Towards this thicket Saraswati, still with the same impassive face, made her way, pausing an instant before the long, low, mud manger where her favourite milch cow stood tethered, to stroke its soft muzzle and give it a few tall stalks of millet from a sheaf resting against the well-wheel. And once more the scene was red and blue and gold, as the broad yellow leaves and blood-streaked stems blent with her dress. There was not a change in her face, as, parting the branches, she disappeared into the thicket, scattering the loose blossoms as she went; not a change, when after a minute or two, she reappeared, carrying a little basket with a domed cover, securely fastened by many strands of raw cotton thread, such as she had been spinning--a basket of wheaten straw festooned with cowries, and tufted with parti-coloured tassels, such as the Jâtni women make for the safe keeping of feminine trifles--an innocent-looking basket, suggestive of beads and trinkets. She paused a moment, holding it to her ear, and then for the first time a faint smile flickered about her mouth as she caught a curious rasping noise, half-purr, half-rustle.

"Death hath a long life," she murmured, as she hid the basket in the voluminous folds of her veil and walked over to the homestead. As she entered by a wide gap in the plaited palisade, the scene within was even as she had imagined it; but the barb had struck home before, and the actual sight did not enhance her resentment.

"It grows late, O Maya," she said coldly. "Leave playing with the child and see to the fire for the cooking of our lord's food. Thou hast scarce left an ember aglow beneath the lentils while I was yonder spinning."

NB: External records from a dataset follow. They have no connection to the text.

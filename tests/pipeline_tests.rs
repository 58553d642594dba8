//! End-to-end pipeline tests over a temporary corpus directory.

mod common;

use common::mocks::MockEmbedder;
use groundwork::pipeline::{artifacts, ArtifactPaths, Pipeline, PipelineStage, PipelineState};
use groundwork::rag::chunker::{ChunkingConfig, TextChunker};
use groundwork::types::{AppError, Chunk, EmbeddingRecord};
use groundwork::EmbeddingStore;
use tempfile::TempDir;

fn write_corpus(dir: &TempDir) -> std::path::PathBuf {
    let corpus = dir.path().join("scraped_pages");
    std::fs::create_dir_all(&corpus).unwrap();
    std::fs::write(
        corpus.join("Rust.txt"),
        "Rust is a systems programming language.\n\nIt focuses on memory safety.",
    )
    .unwrap();
    std::fs::write(
        corpus.join("Python.txt"),
        "Python is an interpreted language.\n\nIt is popular for scripting.",
    )
    .unwrap();
    std::fs::write(corpus.join("notes.md"), "ignored").unwrap();
    corpus
}

fn chunker() -> TextChunker {
    TextChunker::new(ChunkingConfig::new(50, 10).unwrap())
}

fn embedder() -> MockEmbedder {
    MockEmbedder::new(
        vec![("rust", vec![1.0, 0.0, 0.0]), ("python", vec![0.0, 1.0, 0.0])],
        vec![0.0, 0.0, 1.0],
    )
}

#[tokio::test]
async fn test_pipeline_ingests_corpus_and_writes_artifacts() {
    let dir = TempDir::new().unwrap();
    let corpus = write_corpus(&dir);
    let store = EmbeddingStore::open(dir.path().join("artifacts/ingest/rag.sqlite3"))
        .await
        .unwrap();
    let paths = ArtifactPaths {
        chunks: dir.path().join("artifacts/chunks/chunks.jsonl"),
        embeddings: dir.path().join("artifacts/embeddings/embeddings.jsonl"),
    };
    let embedder = embedder();

    let mut pipeline = Pipeline::new(chunker(), &embedder, &store).with_artifacts(paths.clone());
    let report = pipeline.run_dir(&corpus).await.unwrap();

    assert_eq!(pipeline.state(), PipelineState::Done);
    assert_eq!(report.documents, 2);
    assert_eq!(report.embedding_dim, 3);
    assert_eq!(report.model, "mock-embed");
    assert_eq!(embedder.calls(), report.chunks);

    let chunks: Vec<Chunk> = artifacts::read_jsonl(&paths.chunks).unwrap();
    let embedded: Vec<EmbeddingRecord> = artifacts::read_jsonl(&paths.embeddings).unwrap();
    assert_eq!(chunks.len(), report.chunks);
    assert_eq!(embedded.len(), report.chunks);
    assert!(chunks.iter().all(|c| c.text.chars().count() <= 50));

    // Python.txt sorts before Rust.txt
    assert!(chunks[0].source_file.ends_with("Python.txt"));
    assert!(chunks[0].chunk_id.starts_with("Python-"));
    assert!(chunks[0].chunk_id.ends_with("-0000"));

    let stored = store.read_all().await.unwrap();
    assert_eq!(stored.len(), report.chunks);
    assert!(stored.iter().all(|r| r.model == "mock-embed"));
}

#[tokio::test]
async fn test_rerun_converges_to_same_snapshot() {
    let dir = TempDir::new().unwrap();
    let corpus = write_corpus(&dir);
    let store = EmbeddingStore::open(dir.path().join("rag.sqlite3")).await.unwrap();
    let embedder = embedder();

    Pipeline::new(chunker(), &embedder, &store)
        .run_dir(&corpus)
        .await
        .unwrap();
    let first = store.read_all().await.unwrap();

    Pipeline::new(chunker(), &embedder, &store)
        .run_dir(&corpus)
        .await
        .unwrap();
    let second = store.read_all().await.unwrap();

    assert_eq!(first, second);
}

#[tokio::test]
async fn test_embedding_failure_keeps_previous_snapshot() {
    let dir = TempDir::new().unwrap();
    let corpus = write_corpus(&dir);
    let store = EmbeddingStore::open(dir.path().join("rag.sqlite3")).await.unwrap();

    let healthy = embedder();
    Pipeline::new(chunker(), &healthy, &store)
        .run_dir(&corpus)
        .await
        .unwrap();
    let before = store.read_all().await.unwrap();

    let flaky = embedder().failing_after(1);
    let mut pipeline = Pipeline::new(chunker(), &flaky, &store);
    let err = pipeline.run_dir(&corpus).await.unwrap_err();

    assert_eq!(err.stage, PipelineStage::Embedding);
    assert_eq!(pipeline.state(), PipelineState::Failed(PipelineStage::Embedding));
    assert_eq!(flaky.calls(), 2);
    assert_eq!(store.read_all().await.unwrap(), before);
}

#[tokio::test]
async fn test_missing_corpus_fails_in_chunking() {
    let dir = TempDir::new().unwrap();
    let store = EmbeddingStore::open(dir.path().join("rag.sqlite3")).await.unwrap();
    let embedder = embedder();

    let err = Pipeline::new(chunker(), &embedder, &store)
        .run_dir(&dir.path().join("does-not-exist"))
        .await
        .unwrap_err();

    assert_eq!(err.stage, PipelineStage::Chunking);
    assert!(matches!(err.source, AppError::Data(_)));
    assert_eq!(embedder.calls(), 0);
}

#[tokio::test]
async fn test_timeout_during_embedding_is_transport_failure() {
    let dir = TempDir::new().unwrap();
    let corpus = write_corpus(&dir);
    let store = EmbeddingStore::open(dir.path().join("rag.sqlite3")).await.unwrap();
    let embedder = embedder().timing_out();

    let err = Pipeline::new(chunker(), &embedder, &store)
        .run_dir(&corpus)
        .await
        .unwrap_err();

    assert!(matches!(err.source, AppError::Timeout(_)));
    assert_eq!(store.count().await.unwrap(), 0);
}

The reproof was no more than what might come with dignity from an elder wife; but Gurditta, lounging his long length in well-earned rest on a string bed, rose, murmuring something of seeing to the plough oxen ere supper time. The big man was dimly dissatisfied with affairs; he felt a vague desire to behave better towards the woman who had been his faithful companion for so many years. But for her, he knew well, things would go but ill in the little homestead by the well. Yet Maya was so pretty. What man, still undulled by age, would not do as he did? For all that, the little capricious thing might be more friendly with Saraswati; there was no need for her to snatch Chujju in her arms whenever the latter looked at the child. But then women--and Maya was a thorough woman--were always so fearful of the evil eye. Fancy her calling that straight-limbed, utterly desirable son, Chujju,[[42]] as if any one would cast such a gift away in the sweeper's pan! As if the gods themselves, far off as they were, could be deceived by such a palpable fraud, or even by that ridiculous smudge of charcoal on the boy's face which only enhanced instead of detracting from its beauty! Gurditta laughed a deep, broad laugh as he strewed the long manger with corn cobs and green stuff cut from the fodder field by the well.

Meanwhile, within the house yard, Maya was sullenly blowing away at the embers held in the semicircular mud fireplaces ranged along one of the walls. A grass thatch, supported by two forked sticks, protected this, the kitchen of the house, from possible rain and certain sun; while on the other wall a similar screen did like duty to a triple row of niches or pigeon-holes, wherein the household stores in immediate use were kept out of harm's way. For the rest, was a clean-swept expanse of beaten earth set round, after the fashion in a farmer's house, with implements and hive-like stores of grain. Between the one thatch and the other Saraswati moved restlessly, bringing pickles and spices as they were wanted. And still the basket lay tucked away in the folds of her veil.

"The raw sugar is nigh done," she said, stooping with her back towards Maya to reach the lowest row of niches.

"We must use the candy to-night, till I can open the big store. Luckily I bought some when we took the Diwali[[43]] sweets from Gopal." Then, ere she replaced the cloth in which the sweetmeats were tied, she held out a sugar horse to the child, who was playing by his mother. "Here, Chujju, wilt have one?"